I can't say that I've ever thought about detecting parentheses in urls at all, much less the implications of parentheses surrounding a url. I am enlightened once again.

brad dunbar on October 30, 2008 6:45 AM

And unfortunately some sites' URLs even end in periods, which you called end-of-hyperlink characters.

e.g. http://en.wikisource.org/wiki/1911_Encyclop%C3%A6dia_Britannica/Aga_Khan_I.

yes the . is part of the URL.

The parentheses on Wikipedia pages are particularly annoying. I paste URLs into identi.ca and have trained myself to put %29 at the end because I know otherwise a URL with parentheses won't work.

pfctdayelise on October 30, 2008 6:48 AM

Can you use the regex balancing group technique to avoid matching a ending parenthesis when one is detected on the front before the http?

http://blog.stevenlevithan.com/archives/balancing-groups

Josh Bush on October 30, 2008 6:51 AM

there isn't a problem URLs, the real problem is to use regex for url matching!

Eduardo Diaz on October 30, 2008 6:58 AM

By the way, you should be using s.Length - 2 to strip both the first and last parentheses. Using s.Substring(1, s.Length - 1) will have the same effect as s.Substring(1), since the remaining length after removing the first character is s.Length - 1.

Emperor XLII on October 30, 2008 7:00 AM

Shouldn't you be stripping the leading parenthesis and only removing the closing one if the leading one is missing. For example, it would seem, (http://example.com/ Example Site) would capture the leading parenthesis and would never get stripped since it doesn't have a closing parenthesis.

Jonathan Snook on October 30, 2008 7:03 AM

It's not just parens, it can be any characters surrounding the url. The first example shows a url followed by a comma. A comma is legal in urls, so is it in or out? There's no way to write a regex to correctly delimit a url in all cases, you have to know the grammar of the data. And in human communications the grammar is informal, a matter of convention in a particular group.

numerodix on October 30, 2008 7:09 AM

Rather than checking that first/last char are parentheses, I'd suggest removing any closing paren unless there's an unbalanced matching open paren in the URL itself. (I'm going on the assumption it's unlikely a programmer-type will construct a URL that intentionally has unbalanced parentheses.)

The trim off first/last strategy won't correctly deal with

Hey, try this (my friend's site at http://google.com)

This alternative strategy would handle that, as well as the following:

Here's a link (http://google.com)

Here's an ugly link: http://google.com/file(stuff)

Here's an ugly link (http://google.com/file(stuff))

Here's another one (with a comment http://google.com/file(stuff))
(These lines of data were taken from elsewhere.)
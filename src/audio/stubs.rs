//! Simulated audio port for desktop testing and headless runs
//!
//! `SimulatedAudioPort` implements [`AudioPort`] without touching an output
//! device. Playback is a timer: speech lasts `chars x ms_per_char`, clips
//! last their decoded duration, effects a fixed duration. Every port call is
//! recorded so tests can assert on start order, stop calls, gain changes and
//! per-channel concurrency.

use std::collections::HashMap;
use std::sync::{Arc, Mutex, PoisonError};
use std::time::Duration;

use futures::future::BoxFuture;
use log::debug;

use super::port::AudioPort;
use super::request::{AudioSource, Channel, PlaybackId, PlaybackRequest};
use crate::error::PlaybackError;

/// Default fixed duration of a simulated sound effect
pub const DEFAULT_EFFECT_DURATION: Duration = Duration::from_millis(40);

/// One recorded call on the simulated port.
#[derive(Debug, Clone, PartialEq)]
pub enum PortEvent {
    Started {
        id: PlaybackId,
        channel: Channel,
        label: String,
    },
    Finished {
        id: PlaybackId,
    },
    Stopped {
        id: PlaybackId,
    },
    Gain(f32),
    Released,
}

#[derive(Default)]
struct PortLog {
    events: Vec<PortEvent>,
    active: HashMap<Channel, usize>,
    max_active: HashMap<Channel, usize>,
    gain: Option<f32>,
}

impl PortLog {
    fn push(&mut self, event: PortEvent) {
        self.events.push(event);
    }
}

/// Decrements the channel's active count when a playback future ends or is
/// dropped.
struct ActiveGuard {
    log: Arc<Mutex<PortLog>>,
    channel: Channel,
}

impl Drop for ActiveGuard {
    fn drop(&mut self) {
        let mut log = self.log.lock().unwrap_or_else(PoisonError::into_inner);
        if let Some(count) = log.active.get_mut(&self.channel) {
            *count = count.saturating_sub(1);
        }
    }
}

pub struct SimulatedAudioPort {
    ms_per_char: u64,
    effect_duration: Duration,
    durations: Mutex<HashMap<String, Duration>>,
    failures: Mutex<HashMap<String, PlaybackError>>,
    release_delay: Mutex<Duration>,
    log: Arc<Mutex<PortLog>>,
}

impl SimulatedAudioPort {
    pub fn new(ms_per_char: u64) -> Self {
        Self {
            ms_per_char,
            effect_duration: DEFAULT_EFFECT_DURATION,
            durations: Mutex::new(HashMap::new()),
            failures: Mutex::new(HashMap::new()),
            release_delay: Mutex::new(Duration::ZERO),
            log: Arc::new(Mutex::new(PortLog::default())),
        }
    }

    pub fn with_effect_duration(mut self, duration: Duration) -> Self {
        self.effect_duration = duration;
        self
    }

    /// Override the playback duration for a label (text, clip key or effect id).
    pub fn set_duration(&self, label: &str, duration: Duration) {
        lock(&self.durations).insert(label.to_string(), duration);
    }

    /// Make the next playback of `label` fail with `err`.
    pub fn fail_next(&self, label: &str, err: PlaybackError) {
        lock(&self.failures).insert(label.to_string(), err);
    }

    /// Make `release` take `delay` to complete.
    pub fn set_release_delay(&self, delay: Duration) {
        *lock(&self.release_delay) = delay;
    }

    pub fn events(&self) -> Vec<PortEvent> {
        lock(&self.log).events.clone()
    }

    /// Labels of every request started on `channel`, in start order.
    pub fn started(&self, channel: Channel) -> Vec<String> {
        lock(&self.log)
            .events
            .iter()
            .filter_map(|event| match event {
                PortEvent::Started {
                    channel: c, label, ..
                } if *c == channel => Some(label.clone()),
                _ => None,
            })
            .collect()
    }

    pub fn stopped(&self) -> Vec<PlaybackId> {
        lock(&self.log)
            .events
            .iter()
            .filter_map(|event| match event {
                PortEvent::Stopped { id } => Some(*id),
                _ => None,
            })
            .collect()
    }

    pub fn active(&self, channel: Channel) -> usize {
        lock(&self.log).active.get(&channel).copied().unwrap_or(0)
    }

    /// Highest number of simultaneously playing requests seen on `channel`.
    pub fn max_concurrent(&self, channel: Channel) -> usize {
        lock(&self.log).max_active.get(&channel).copied().unwrap_or(0)
    }

    pub fn last_gain(&self) -> Option<f32> {
        lock(&self.log).gain
    }

    /// Number of gain changes applied to the music bus.
    pub fn gain_changes(&self) -> usize {
        lock(&self.log)
            .events
            .iter()
            .filter(|event| matches!(event, PortEvent::Gain(_)))
            .count()
    }

    pub fn is_released(&self) -> bool {
        lock(&self.log)
            .events
            .iter()
            .any(|event| matches!(event, PortEvent::Released))
    }

    fn duration_of(&self, source: &AudioSource) -> Duration {
        if let Some(duration) = lock(&self.durations).get(source.label()) {
            return *duration;
        }
        match source {
            AudioSource::Speech { text } => {
                Duration::from_millis(text.chars().count() as u64 * self.ms_per_char)
            }
            AudioSource::Clip(clip) => clip.duration,
            AudioSource::Effect { .. } => self.effect_duration,
        }
    }
}

impl AudioPort for SimulatedAudioPort {
    fn play(&self, request: &PlaybackRequest) -> BoxFuture<'static, Result<(), PlaybackError>> {
        let id = request.id;
        let channel = request.channel;
        let label = request.source.label().to_string();
        let duration = self.duration_of(&request.source);
        let failure = lock(&self.failures).remove(&label);

        {
            let mut log = lock(&self.log);
            log.push(PortEvent::Started {
                id,
                channel,
                label: label.clone(),
            });
            let count = log.active.entry(channel).or_insert(0);
            *count += 1;
            let now = *count;
            let max = log.max_active.entry(channel).or_insert(0);
            *max = (*max).max(now);
        }
        debug!("[SimulatedAudioPort] {:?} {} playing {:?} for {:?}", channel, id, label, duration);

        let guard = ActiveGuard {
            log: Arc::clone(&self.log),
            channel,
        };
        let log = Arc::clone(&self.log);
        Box::pin(async move {
            let _guard = guard;
            if let Some(err) = failure {
                return Err(err);
            }
            tokio::time::sleep(duration).await;
            lock(&log).push(PortEvent::Finished { id });
            Ok(())
        })
    }

    fn stop(&self, id: PlaybackId) {
        lock(&self.log).push(PortEvent::Stopped { id });
    }

    fn set_music_gain(&self, gain: f32) {
        let mut log = lock(&self.log);
        log.gain = Some(gain);
        log.push(PortEvent::Gain(gain));
    }

    fn release(&self) -> BoxFuture<'_, ()> {
        Box::pin(async move {
            let delay = *lock(&self.release_delay);
            if !delay.is_zero() {
                tokio::time::sleep(delay).await;
            }
            lock(&self.log).push(PortEvent::Released);
        })
    }
}

fn lock<T>(mutex: &Mutex<T>) -> std::sync::MutexGuard<'_, T> {
    mutex.lock().unwrap_or_else(PoisonError::into_inner)
}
Anj on October 30, 2008 7:10 AM

The issue of international characters and other such things could probably be circumvented by using a well tested and long used existing regular expression to this problem.

http://search.cpan.org/~abigail/Regexp-Common-2.122/lib/Regexp/Common/URI/http.pm

This came up pretty quickly. The author of that is a pretty smart guy.

You'd potentially have to still wrap this regex inside another to apply your same approach with the parenthesis. This is trivial.

Oh and yes, that's perl, but extracting the actual regex in use from that thing shouldn't be too difficult and most languages out there use PCRE or something very, very, very close to it.

Best tool for the job and all that.

Ben on October 30, 2008 7:15 AM

Just nitpicking, but shouldn't that code return return s.Substring(1, s.Length - 2) if the idea is to remove both the opening and closing parens?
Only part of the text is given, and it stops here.